— Task directions —
Your answer should consist of the lines below that hold the word "impl".

(Collected data entries)
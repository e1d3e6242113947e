use std::sync::atomic::{AtomicUsize, Ordering};

use dashmap::DashMap;
use dashmap::mapref::entry::Entry;
use storage::{ADDRESS_SIZE, TupleAddress};

use super::{ENGINE_BASE_OVERHEAD, MapEngine, entry_footprint, slot_offset};

/// Unordered engine for point lookups.
#[derive(Debug, Default)]
pub struct HashTable {
    map: DashMap<Vec<u8>, Vec<u8>>,
    memory: AtomicUsize,
}

impl HashTable {
    pub fn new() -> Self {
        Self::default()
    }

    fn grow(&self, bytes: usize) {
        self.memory.fetch_add(bytes, Ordering::Relaxed);
    }

    fn shrink(&self, bytes: usize) {
        self.memory.fetch_sub(bytes, Ordering::Relaxed);
    }
}

impl MapEngine for HashTable {
    fn put(&self, key: &[u8], address: TupleAddress) -> bool {
        match self.map.entry(key.to_vec()) {
            Entry::Occupied(_) => false,
            Entry::Vacant(slot) => {
                slot.insert(address.to_bytes().to_vec());
                self.grow(entry_footprint(key, &address.to_bytes()));
                true
            }
        }
    }

    fn put_duplicate(&self, key: &[u8], address: TupleAddress) -> bool {
        match self.map.entry(key.to_vec()) {
            Entry::Occupied(mut entry) => {
                let run = entry.get_mut();
                if slot_offset(run, address).is_some() {
                    return false;
                }
                run.extend_from_slice(&address.to_bytes());
                self.grow(ADDRESS_SIZE);
                true
            }
            Entry::Vacant(slot) => {
                slot.insert(address.to_bytes().to_vec());
                self.grow(entry_footprint(key, &address.to_bytes()));
                true
            }
        }
    }

    fn remove(&self, key: &[u8]) -> bool {
        let Some((_, run)) = self.map.remove(key) else {
            return false;
        };
        self.shrink(entry_footprint(key, &run));
        true
    }

    fn remove_value(&self, key: &[u8], address: TupleAddress) -> bool {
        let emptied = {
            let Some(mut run) = self.map.get_mut(key) else {
                return false;
            };
            let Some(offset) = slot_offset(&run, address) else {
                return false;
            };
            run.drain(offset..offset + ADDRESS_SIZE);
            self.shrink(ADDRESS_SIZE);
            run.is_empty()
        };
        if emptied && self.map.remove_if(key, |_, run| run.is_empty()).is_some() {
            self.shrink(entry_footprint(key, &[]));
        }
        true
    }

    fn update(&self, key: &[u8], address: TupleAddress) -> bool {
        let Some(mut run) = self.map.get_mut(key) else {
            return false;
        };
        let old_len = run.len();
        *run = address.to_bytes().to_vec();
        self.shrink(old_len);
        self.grow(ADDRESS_SIZE);
        true
    }

    fn replace_value(&self, key: &[u8], old: TupleAddress, new: TupleAddress) -> bool {
        let Some(mut run) = self.map.get_mut(key) else {
            return false;
        };
        let Some(offset) = slot_offset(&run, old) else {
            return false;
        };
        run[offset..offset + ADDRESS_SIZE].copy_from_slice(&new.to_bytes());
        true
    }

    fn get(&self, key: &[u8]) -> Option<Vec<u8>> {
        self.map.get(key).map(|run| run.value().clone())
    }

    fn contains(&self, key: &[u8]) -> bool {
        self.map.contains_key(key)
    }

    fn key_count(&self) -> usize {
        self.map.len()
    }

    fn memory_consumption(&self) -> usize {
        ENGINE_BASE_OVERHEAD + self.memory.load(Ordering::Relaxed)
    }
}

— Solution for this problem —
impl HashTable {
impl MapEngine for HashTable {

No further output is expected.